La investigación realizada durante las últimas décadas ha conducido a una mayor comprensión de la genética del cáncer. No obstante, la aplicación clínica de este conocimiento para el cáncer infantil o pediátrico ha tenido un importante retraso, debido a que los estudios se han realizado únicamente en adultos. En un artículo publicado recientemente en la revista Science, la doctora Jaclyn Biegel, del Hospital Infantil de Los Ángeles (CHLA), y el doctor Alejandro Sweet-Cordero, de la Universidad de California en San Francisco, estudiaron el panorama de este campo joven de la medicina, y presentan oportunidades para el uso de información genómica a fin de avanzar hacia una nueva era de atención para los niños con cáncer.

El cáncer surge de cambios genéticos, incluidas las mutaciones del ADN, que están presentes al nacer o se adquieren con el tiempo. Muchos cánceres en adultos se inician por mutaciones adquiridas a través de la exposición a sustancias como el humo de tabaco y la radiación, o simplemente por envejecimiento. Los tumores pueden contener cientos de alteraciones de secuencia, e identificar qué cambios impulsan el crecimiento de los tumores y el impacto de su respuesta al tratamiento puede ser difícil. En contraste, los tumores malignos pediátricos suelen desarrollarse a partir de un número muy pequeño de mutaciones, solo algunas de las cuales se superponen con aquellas observadas en los cánceres en adultos. Además, se estima que el 20% de los cánceres pediátricos surgen en niños que tienen una predisposición genética a la malignidad. Por tal razón, los ensayos genéticos clínicos desarrollados para informar el pronóstico y las decisiones de tratamiento para los cánceres en adultos no han sido tan útiles en pediatría.

OncoKids® fue uno de los primeros paneles de secuenciación de siguiente generación en detectar cambios de ADN y ARN que caracterizan a los cánceres pediátricos. El panel se desarrolló en el Hospital Infantil de Los Ángeles bajo la dirección de la doctora Biegel, quien es directora del Centro de Medicina Personalizada del CHLA. El panel OncoKids® otorga un diagnóstico molecular, informa el pronóstico y señala nuevos blancos terapéuticos dentro del amplio espectro de cánceres que pueden desarrollar los niños, incluidas las leucemias, los tumores cerebrales y otros tumores sólidos.
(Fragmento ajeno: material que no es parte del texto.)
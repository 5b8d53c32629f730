// [libs/infra/exports/src/sink.rs]
/*!
 * =================================================================
 * APARATO: ENTITY EXPORT SINKS (V4.4 - GOLD MASTER)
 * CLASIFICACIÓN: INFRASTRUCTURE ADAPTER (ESTRATO L3)
 * RESPONSABILIDAD: ESCRITURA APPEND-ONLY POR NOMBRE DE ENTIDAD
 *
 * # Ciclo de vida:
 *   start → write(registro)* → join
 *
 * 'join' descarga y libera los recursos del sistema; es idempotente y
 * debe poder invocarse desde una ruta de limpieza tras un fallo
 * parcial a mitad de escritura.
 *
 * # Esquema CSV (decisión documentada):
 * Las columnas se congelan con el PRIMER registro del sumidero:
 * 'replicate', 'step', una columna por etiqueta personalizada y una
 * por atributo observado. Registros posteriores descartan atributos
 * nuevos y serializan vacíos los ausentes.
 * =================================================================
 */

use crate::errors::ExportFault;
use josh_domain_models::AttributeRow;
use std::fs::File;
use std::path::PathBuf;
use std::sync::{Arc, Mutex};
use tracing::{debug, warn};

/// Proyección de un registro hacia un sumidero: réplica de origen,
/// paso de simulación y atributos en orden de observación.
pub struct SinkRecord<'datum> {
    pub replicate: u32,
    pub step: i64,
    pub attributes: &'datum AttributeRow,
}

/// Contrato de sumidero por nombre de entidad.
pub trait ExportSink: Send {
    fn start(&mut self) -> Result<(), ExportFault>;
    fn write(&mut self, record: &SinkRecord<'_>) -> Result<(), ExportFault>;
    fn join(&mut self) -> Result<(), ExportFault>;
}

/// Columnas integradas que preceden a las de atributo.
const BUILTIN_COLUMNS: &[&str] = &["replicate", "step"];

enum CsvSinkState {
    Dormant,
    Open {
        csv_writer: csv::Writer<File>,
        frozen_attribute_columns: Option<Vec<String>>,
    },
    Sealed,
}

/// Sumidero CSV en streaming: una fila por registro, esquema congelado
/// con el primer registro observado.
pub struct CsvExportSink {
    target_label: String,
    output_path: PathBuf,
    custom_tag_columns: Vec<(String, String)>,
    state: CsvSinkState,
}

impl CsvExportSink {
    pub fn new(
        target_label: impl Into<String>,
        output_path: PathBuf,
        custom_tag_columns: Vec<(String, String)>,
    ) -> Self {
        Self {
            target_label: target_label.into(),
            output_path,
            custom_tag_columns,
            state: CsvSinkState::Dormant,
        }
    }

    fn freeze_schema(&self, first_record: &SinkRecord<'_>) -> Vec<String> {
        first_record
            .attributes
            .names()
            .filter(|attribute_name| {
                !BUILTIN_COLUMNS.contains(attribute_name)
                    && !self
                        .custom_tag_columns
                        .iter()
                        .any(|(tag_name, _)| tag_name == attribute_name)
            })
            .map(str::to_string)
            .collect()
    }
}

impl ExportSink for CsvExportSink {
    fn start(&mut self) -> Result<(), ExportFault> {
        match self.state {
            CsvSinkState::Dormant => {
                if let Some(parent_directory) = self.output_path.parent() {
                    std::fs::create_dir_all(parent_directory).map_err(|io_fault| {
                        ExportFault::OpenFault {
                            target_label: self.target_label.clone(),
                            source: io_fault,
                        }
                    })?;
                }
                let output_file =
                    File::create(&self.output_path).map_err(|io_fault| ExportFault::OpenFault {
                        target_label: self.target_label.clone(),
                        source: io_fault,
                    })?;
                debug!(
                    "🗃️ [SINK_OPEN]: '{}' streaming into {:?}",
                    self.target_label, self.output_path
                );
                self.state = CsvSinkState::Open {
                    csv_writer: csv::Writer::from_writer(output_file),
                    frozen_attribute_columns: None,
                };
                Ok(())
            }
            CsvSinkState::Open { .. } => Ok(()),
            CsvSinkState::Sealed => Err(ExportFault::NotOpen(self.target_label.clone())),
        }
    }

    fn write(&mut self, record: &SinkRecord<'_>) -> Result<(), ExportFault> {
        let frozen_columns = match &self.state {
            CsvSinkState::Open {
                frozen_attribute_columns: Some(existing_columns),
                ..
            } => Some(existing_columns.clone()),
            CsvSinkState::Open { .. } => None,
            _ => return Err(ExportFault::NotOpen(self.target_label.clone())),
        };
        let attribute_columns = frozen_columns.unwrap_or_else(|| self.freeze_schema(record));

        let CsvSinkState::Open {
            csv_writer,
            frozen_attribute_columns,
        } = &mut self.state
        else {
            return Err(ExportFault::NotOpen(self.target_label.clone()));
        };

        if frozen_attribute_columns.is_none() {
            let mut header_row: Vec<String> =
                BUILTIN_COLUMNS.iter().map(|column| column.to_string()).collect();
            header_row.extend(self.custom_tag_columns.iter().map(|(tag_name, _)| tag_name.clone()));
            header_row.extend(attribute_columns.iter().cloned());
            csv_writer
                .write_record(&header_row)
                .map_err(|csv_fault| ExportFault::WriteFault {
                    target_label: self.target_label.clone(),
                    source: csv_fault,
                })?;
            *frozen_attribute_columns = Some(attribute_columns.clone());
        }

        let mut data_row: Vec<String> = vec![record.replicate.to_string(), record.step.to_string()];
        data_row.extend(self.custom_tag_columns.iter().map(|(_, tag_value)| tag_value.clone()));
        data_row.extend(attribute_columns.iter().map(|column_name| {
            record
                .attributes
                .get(column_name)
                .map(|attribute_value| attribute_value.render())
                .unwrap_or_default()
        }));

        csv_writer
            .write_record(&data_row)
            .map_err(|csv_fault| ExportFault::WriteFault {
                target_label: self.target_label.clone(),
                source: csv_fault,
            })
    }

    fn join(&mut self) -> Result<(), ExportFault> {
        match std::mem::replace(&mut self.state, CsvSinkState::Sealed) {
            CsvSinkState::Open { mut csv_writer, .. } => {
                csv_writer.flush().map_err(|io_fault| ExportFault::FlushFault {
                    target_label: self.target_label.clone(),
                    source: io_fault,
                })?;
                debug!("🏁 [SINK_JOIN]: '{}' flushed and released", self.target_label);
                Ok(())
            }
            CsvSinkState::Dormant | CsvSinkState::Sealed => Ok(()),
        }
    }
}

impl Drop for CsvExportSink {
    fn drop(&mut self) {
        if matches!(self.state, CsvSinkState::Open { .. }) {
            warn!(
                "⚠️ [SINK_LEAK]: '{}' dropped while open; forcing terminal flush",
                self.target_label
            );
            let _ = self.join();
        }
    }
}

/// Fila registrada por el sumidero de memoria del Proving Grounds.
#[derive(Debug, Clone, PartialEq)]
pub struct MemorySinkRow {
    pub replicate: u32,
    pub step: i64,
    pub rendered_attributes: Vec<(String, String)>,
}

/// Estado observable de un sumidero de memoria.
#[derive(Debug, Default)]
pub struct MemorySinkState {
    pub start_invocations: usize,
    pub join_invocations: usize,
    pub rows: Vec<MemorySinkRow>,
}

/// Sumidero de memoria: registra el ciclo de vida completo para que
/// las pruebas certifiquen la liberación exactamente-una-vez.
pub struct MemoryExportSink {
    target_label: String,
    observable_state: Arc<Mutex<MemorySinkState>>,
    fail_writes: bool,
}

impl MemoryExportSink {
    pub fn new(target_label: impl Into<String>, observable_state: Arc<Mutex<MemorySinkState>>) -> Self {
        Self {
            target_label: target_label.into(),
            observable_state,
            fail_writes: false,
        }
    }

    pub fn failing_writes(mut self) -> Self {
        self.fail_writes = true;
        self
    }
}

impl ExportSink for MemoryExportSink {
    fn start(&mut self) -> Result<(), ExportFault> {
        self.observable_state
            .lock()
            .unwrap_or_else(|poisoned_guard| poisoned_guard.into_inner())
            .start_invocations += 1;
        Ok(())
    }

    fn write(&mut self, record: &SinkRecord<'_>) -> Result<(), ExportFault> {
        if self.fail_writes {
            return Err(ExportFault::NotOpen(self.target_label.clone()));
        }
        let mut unlocked_state = self
            .observable_state
            .lock()
            .unwrap_or_else(|poisoned_guard| poisoned_guard.into_inner());
        unlocked_state.rows.push(MemorySinkRow {
            replicate: record.replicate,
            step: record.step,
            rendered_attributes: record
                .attributes
                .iter()
                .map(|(attribute_name, attribute_value)| {
                    (attribute_name.to_string(), attribute_value.render())
                })
                .collect(),
        });
        Ok(())
    }

    fn join(&mut self) -> Result<(), ExportFault> {
        self.observable_state
            .lock()
            .unwrap_or_else(|poisoned_guard| poisoned_guard.into_inner())
            .join_invocations += 1;
        Ok(())
    }
}
// [libs/infra/dispatch/src/progress.rs]
/*!
 * =================================================================
 * APARATO: PROGRESS CALCULATOR (V4.3 - GOLD MASTER)
 * CLASIFICACIÓN: INFRASTRUCTURE ADAPTER (ESTRATO L3)
 * RESPONSABILIDAD: PROGRESO HUMANO-LEGIBLE CON CADENCIA ACOTADA
 *
 * # Cadencia de emisión:
 * Un latido se publica cuando el porcentaje entero crece, o cuando ha
 * pasado al menos un segundo desde la última publicación. La
 * finalización de una réplica publica siempre. Así el registro no se
 * satura con cada tick del motor y aun así permanece visible cuando
 * el motor avanza lento.
 * =================================================================
 */

use std::time::{Duration, Instant};
use tracing::info;

/// Intervalo máximo de silencio entre publicaciones.
const EMISSION_INTERVAL: Duration = Duration::from_secs(1);

/// Instantánea publicada hacia el oyente de progreso.
#[derive(Debug, Clone, Copy, PartialEq, Eq)]
pub struct ProgressUpdate {
    pub percent_complete: u8,
    pub replicates_completed: u32,
    pub total_replicates: u32,
}

/// Oyente de latidos: bitácora, barra de progreso o colector de prueba.
pub trait ProgressListener: Send + Sync {
    fn on_progress(&self, update: &ProgressUpdate);
}

/// Oyente por bitácora estructurada.
pub struct TracingProgressListener;

impl ProgressListener for TracingProgressListener {
    fn on_progress(&self, update: &ProgressUpdate) {
        info!(
            "🌡️ [PROGRESS]: {}% ({}/{} replicates complete)",
            update.percent_complete, update.replicates_completed, update.total_replicates
        );
    }
}

/// Calculador de progreso de un trabajo del lote.
///
/// Parámetros: T pasos por réplica, R réplicas. El paso recibido es
/// absoluto; la normalización resta el límite bajo declarado por la
/// simulación.
pub struct ProgressCalculator {
    low_step_offset: i64,
    steps_per_replicate: i64,
    total_replicates: u32,
    steps_in_current_replicate: i64,
    replicates_completed: u32,
    last_reported_percent: Option<u8>,
    last_emission_instant: Option<Instant>,
    listener: Box<dyn ProgressListener>,
}

impl ProgressCalculator {
    pub fn new(
        low_step_offset: i64,
        steps_per_replicate: i64,
        total_replicates: u32,
        listener: Box<dyn ProgressListener>,
    ) -> Self {
        Self {
            low_step_offset,
            steps_per_replicate: steps_per_replicate.max(1),
            total_replicates: total_replicates.max(1),
            steps_in_current_replicate: 0,
            replicates_completed: 0,
            last_reported_percent: None,
            last_emission_instant: None,
            listener,
        }
    }

    /// Registra un paso absoluto y publica si la cadencia lo permite.
    pub fn update_step(&mut self, absolute_step: i64) {
        self.steps_in_current_replicate = (absolute_step - self.low_step_offset).max(0);

        let computed_percent = self.percent_complete();
        let percent_grew = self
            .last_reported_percent
            .map_or(true, |reported| computed_percent > reported);
        let interval_elapsed = self
            .last_emission_instant
            .map_or(false, |instant| instant.elapsed() >= EMISSION_INTERVAL);

        if percent_grew || interval_elapsed {
            self.emit(computed_percent);
        }
    }

    /// Registra la finalización de réplicas; publica siempre.
    pub fn update_replicate_completed(&mut self, replicates_completed: u32) {
        self.replicates_completed = replicates_completed;
        let computed_percent = self.percent_complete();
        self.emit(computed_percent);
    }

    /// Prepara la siguiente réplica: paso en cero, porcentaje
    /// reportado preservado para no retroceder la cadencia.
    pub fn reset_for_next_replicate(&mut self) {
        self.steps_in_current_replicate = 0;
    }

    pub fn last_reported_percent(&self) -> Option<u8> {
        self.last_reported_percent
    }

    fn percent_complete(&self) -> u8 {
        let numerator = (self.replicates_completed as i64) * self.steps_per_replicate
            + self.steps_in_current_replicate;
        let denominator = (self.total_replicates as i64) * self.steps_per_replicate;
        let computed = (100 * numerator) / denominator;
        computed.clamp(0, 100) as u8
    }

    fn emit(&mut self, percent_complete: u8) {
        self.last_reported_percent = Some(percent_complete);
        self.last_emission_instant = Some(Instant::now());
        self.listener.on_progress(&ProgressUpdate {
            percent_complete,
            replicates_completed: self.replicates_completed,
            total_replicates: self.total_replicates,
        });
    }
}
Para lograr realmente la medicina personalizada en oncología pediátrica, debemos poder determinar si un niño está genéticamente predispuesto a desarrollar cáncer“, dijo Biegel. Además de las pruebas de tumores, las pruebas de línea germinal —que utilizan una muestra de sangre de un paciente— son fundamentales para identificar a los niños que tienen riesgo genético de desarrollar cáncer en el futuro. Esta información no solo beneficia al paciente, sino a toda la familia, pues una anomalía que se transmite de padres a hijos también puede aumentar el riesgo de desarrollar cáncer entre hermanos.

Aunque se ha logrado un tremendo progreso en el tratamiento del cáncer pediátrico, la enfermedad resistente a las terapias y la recaída continúan afectando negativamente los resultados del paciente. El perfil genético de los cánceres pediátricos generalmente se realiza en el momento del diagnóstico o en el momento de la recaída para ayudar a determinar la planificación del tratamiento. Según la doctora Biegel, se deben realizar estudios futuros a lo largo del tratamiento y durante la etapa de remisión, ya que podrían aportar información crítica sobre los mecanismos de la progresión tumoral, la resistencia al tratamiento y la metástasis.

Existe una tremenda oportunidad para cambiar los resultados en los niños con cáncer mediante el uso de este enfoque integral que evalúa a los niños y a sus familias, el cual incluye a la medicina genómica como un componente central en su cuidado.